The news comes as WeWork tries to tamp down expenses after an emergency injection of $5 billion from SoftBank, which ceded 80 percent of control of the company to the investment giant.
The new leases total 184,022 square feet, which is down from an average of 2.54 million square feet in the previous four quarters.
The top company in the flexible office space market is now Spaces, owned by IWG. Spaces raised its leasing footprint by 11 percent to 284,916 square feet.
WeWork has cut about 19 percent of its workers, or 2,400 jobs, to “create a more efficient organization.”
The company also closed its WeGrow private school, and said it will focus on large businesses instead of small and mid-size firms.
New space in the market went down 75 percent in Q4, and WeWork’s share went down to 18 percent from 69 percent.
“We had seen this coming right after the IPO news,” said Julie Whelan, senior director of research at CBRE.

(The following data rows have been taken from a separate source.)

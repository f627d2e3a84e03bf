//! Page Object Model Support
//!
//! A page object is a named bundle of actions for one UI surface. Actions
//! are composed from [`PageContext`] steps, each of which locates its
//! element afresh, performs one driver call and returns before the next
//! step starts.
//!
//! # Example
//!
//! ```ignore
//! struct LoginPage<D: ?Sized> {
//!     ctx: PageContext<D>,
//! }
//!
//! impl<D: UiDriver + ?Sized> LoginPage<D> {
//!     pub async fn login(&self, user: &str, password: &str) -> HarnessResult<()> {
//!         self.ctx.goto("/login").await?;
//!         self.ctx.type_into(&Selector::model("login.username"), user).await?;
//!         self.ctx.type_into(&Selector::model("login.password"), password).await?;
//!         self.ctx.click(&Selector::id("login-button")).await
//!     }
//! }
//! ```

use crate::capability::UploadStrategy;
use crate::config::HarnessConfig;
use crate::driver::{ElementHandle, UiDriver};
use crate::fixture::FixtureResolver;
use crate::result::HarnessResult;
use crate::selector::Selector;
use crate::wait::{self, WaitOptions, WaitResult};
use std::fmt;
use std::path::Path;
use std::sync::Arc;
use tracing::debug;

/// Trait for page objects representing a page or role in the UI.
pub trait PageObject {
    /// Path the page's workflows start from
    fn entry_path(&self) -> &str;

    /// Get the page name for logging/debugging
    fn page_name(&self) -> &str {
        std::any::type_name::<Self>()
    }
}

/// Shared plumbing of every page object: the injected driver, the session
/// configuration and the upload strategy chosen for the session.
pub struct PageContext<D: ?Sized> {
    driver: Arc<D>,
    config: Arc<HarnessConfig>,
    fixtures: FixtureResolver,
    strategy: UploadStrategy,
}

impl<D: ?Sized> Clone for PageContext<D> {
    fn clone(&self) -> Self {
        Self {
            driver: Arc::clone(&self.driver),
            config: Arc::clone(&self.config),
            fixtures: self.fixtures.clone(),
            strategy: self.strategy,
        }
    }
}

impl<D: ?Sized> fmt::Debug for PageContext<D> {
    fn fmt(&self, f: &mut fmt::Formatter<'_>) -> fmt::Result {
        f.debug_struct("PageContext")
            .field("base_url", &self.config.base_url)
            .field("fixtures", &self.fixtures.root())
            .field("strategy", &self.strategy)
            .finish_non_exhaustive()
    }
}

impl<D: UiDriver + ?Sized> PageContext<D> {
    /// Build a context over a shared driver
    #[must_use]
    pub fn new(driver: Arc<D>, config: Arc<HarnessConfig>, strategy: UploadStrategy) -> Self {
        let fixtures = FixtureResolver::new(config.fixtures_dir.clone());
        Self {
            driver,
            config,
            fixtures,
            strategy,
        }
    }

    /// Injected driver
    #[must_use]
    pub fn driver(&self) -> &D {
        &self.driver
    }

    /// Session configuration
    #[must_use]
    pub fn config(&self) -> &HarnessConfig {
        &self.config
    }

    /// Fixture resolver
    #[must_use]
    pub const fn fixtures(&self) -> &FixtureResolver {
        &self.fixtures
    }

    /// Upload strategy chosen for the session
    #[must_use]
    pub const fn strategy(&self) -> UploadStrategy {
        self.strategy
    }

    /// Bounded-wait options of the session
    #[must_use]
    pub fn wait_options(&self) -> WaitOptions {
        self.config.wait_options()
    }

    /// Lazy handle bound to the current page
    #[must_use]
    pub fn locate(&self, selector: &Selector) -> ElementHandle {
        self.driver.locate(selector)
    }

    /// Navigate to a path
    pub async fn goto(&self, path: &str) -> HarnessResult<()> {
        debug!(path, "goto");
        self.driver.navigate(path).await
    }

    /// Click the first match of `selector`
    pub async fn click(&self, selector: &Selector) -> HarnessResult<()> {
        debug!(%selector, "click");
        self.driver.click(&self.locate(selector)).await
    }

    /// Type `text` into the first match of `selector`
    pub async fn type_into(&self, selector: &Selector, text: &str) -> HarnessResult<()> {
        debug!(%selector, chars = text.chars().count(), "type");
        self.driver.type_text(&self.locate(selector), text).await
    }

    /// Clear the first match of `selector`
    pub async fn clear(&self, selector: &Selector) -> HarnessResult<()> {
        debug!(%selector, "clear");
        self.driver.clear(&self.locate(selector)).await
    }

    /// Read the text of the first match of `selector`
    pub async fn read_text(&self, selector: &Selector) -> HarnessResult<String> {
        debug!(%selector, "read text");
        self.driver.read_text(&self.locate(selector)).await
    }

    /// Select `path` on the file input matched by `selector`
    pub async fn upload(&self, selector: &Selector, path: &Path) -> HarnessResult<()> {
        debug!(%selector, path = %path.display(), "upload");
        self.driver.upload_file(&self.locate(selector), path).await
    }

    /// Wait until `selector` is present
    pub async fn wait_present(&self, selector: &Selector) -> HarnessResult<WaitResult> {
        wait::wait_until_present(self.driver(), selector, &self.wait_options()).await
    }

    /// Wait until `selector` renders non-empty text
    pub async fn wait_text(&self, selector: &Selector) -> HarnessResult<WaitResult> {
        wait::wait_until_text(self.driver(), selector, &self.wait_options()).await
    }

    /// Wait, under one deadline, until the optional flag holds and
    /// `button` is clickable
    pub async fn wait_ready(
        &self,
        flag: Option<(&Selector, &str)>,
        button: &Selector,
    ) -> HarnessResult<WaitResult> {
        wait::wait_until_ready(self.driver(), flag, button, &self.wait_options()).await
    }
}

#[cfg(test)]
mod tests {
    use super::*;
    use crate::driver::{DriverCall, MockDriver, MockElement};

    fn context(driver: MockDriver) -> (Arc<MockDriver>, PageContext<MockDriver>) {
        let driver = Arc::new(driver);
        let ctx = PageContext::new(
            Arc::clone(&driver),
            Arc::new(HarnessConfig::default().with_fixtures_dir("/fixtures")),
            UploadStrategy::SimulatedPathUpload,
        );
        (driver, ctx)
    }

    #[derive(Debug)]
    struct StatusPage;

    impl PageObject for StatusPage {
        fn entry_path(&self) -> &str {
            "/status"
        }
    }

    #[test]
    fn test_page_name_defaults_to_type() {
        assert!(StatusPage.page_name().contains("StatusPage"));
        assert_eq!(StatusPage.entry_path(), "/status");
    }

    #[test]
    fn test_context_accessors() {
        let (_, ctx) = context(MockDriver::new());
        assert_eq!(ctx.fixtures().root(), Path::new("/fixtures"));
        assert_eq!(ctx.strategy(), UploadStrategy::SimulatedPathUpload);
        assert_eq!(ctx.wait_options(), HarnessConfig::default().wait_options());
        assert!(format!("{ctx:?}").contains("PageContext"));
    }

    #[tokio::test]
    async fn test_steps_relocate_after_navigation() {
        let sel = Selector::id("tip-0");
        let (driver, ctx) = context(MockDriver::new().with_element(sel.clone(), MockElement::button()));
        ctx.click(&sel).await.unwrap();
        ctx.goto("/recipient/reports").await.unwrap();
        ctx.click(&sel).await.unwrap();
        assert_eq!(
            driver.calls(),
            vec![
                DriverCall::Click("#tip-0".into()),
                DriverCall::Navigate("/recipient/reports".into()),
                DriverCall::Click("#tip-0".into()),
            ]
        );
    }

    #[tokio::test]
    async fn test_clone_shares_driver() {
        let sel = Selector::id("tip-0");
        let (driver, ctx) = context(MockDriver::new().with_element(sel.clone(), MockElement::button()));
        let other = ctx.clone();
        other.click(&sel).await.unwrap();
        assert_eq!(driver.click_count(&sel), 1);
    }
}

Whelan added that companies’ demand for workspace remains high; firms tend to prefer the flex model because it gives them more options in the face of potential market fluctuations.
WeWork takes control of large buildings and rents them out top to bottom, from individual desks to working spaces for thousands of employees.
“It took these flexible office operators for landlords to wake up and realize that flexibility is a big part of their portfolio and something occupants are demanding,” Whelan said. “The ways landlords will be delivering flexibility to the market is shifting.”